What is being asked:
Find the lines below that contain the string "CommandFailed". Copy each one.

[Stored data]
▽

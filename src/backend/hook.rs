// SPDX-License-Identifier: MPL-2.0
// This Source Code Form is subject to the terms of the Mozilla Public
// License, v. 2.0. If a copy of the MPL was not distributed with this
// file, You can obtain one at https://mozilla.org/MPL/2.0/.

//! Shell hook runner.

use crate::error::DeviceError;

/// Runs `command` through `sh -c` and waits for it to exit.
///
/// Output is logged, never returned: stdout at debug level, stderr as a
/// warning.
///
/// # Errors
///
/// Returns `DeviceError::CommandFailed` if the shell cannot be spawned or
/// the command exits with a non-zero status.
#[cfg(feature = "shell")]
pub async fn run_shell(command: String) -> Result<(), DeviceError> {
    tracing::debug!(%command, "Running hook");

    let output = tokio::process::Command::new("sh")
        .arg("-c")
        .arg(&command)
        .kill_on_drop(true)
        .output()
        .await
        .map_err(|e| DeviceError::CommandFailed {
            command: command.clone(),
            message: e.to_string(),
        })?;

    if !output.stdout.is_empty() {
        tracing::debug!(
            %command,
            stdout = %String::from_utf8_lossy(&output.stdout).trim_end(),
            "Hook stdout"
        );
    }
    if !output.stderr.is_empty() {
        tracing::warn!(
            %command,
            stderr = %String::from_utf8_lossy(&output.stderr).trim_end(),
            "Hook stderr"
        );
    }

    if output.status.success() {
        Ok(())
    } else {
        Err(DeviceError::CommandFailed {
            command,
            message: output.status.to_string(),
        })
    }
}

/// Without the `shell` feature hooks are logged and skipped.
///
/// # Errors
///
/// Never fails.
#[cfg(not(feature = "shell"))]
pub async fn run_shell(command: String) -> Result<(), DeviceError> {
    tracing::warn!(%command, "Shell hooks are disabled, skipping");
    Ok(())
}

△

Exercise solution:
/// Returns `DeviceError::CommandFailed` if the shell cannot be spawned or
        .map_err(|e| DeviceError::CommandFailed {
        Err(DeviceError::CommandFailed {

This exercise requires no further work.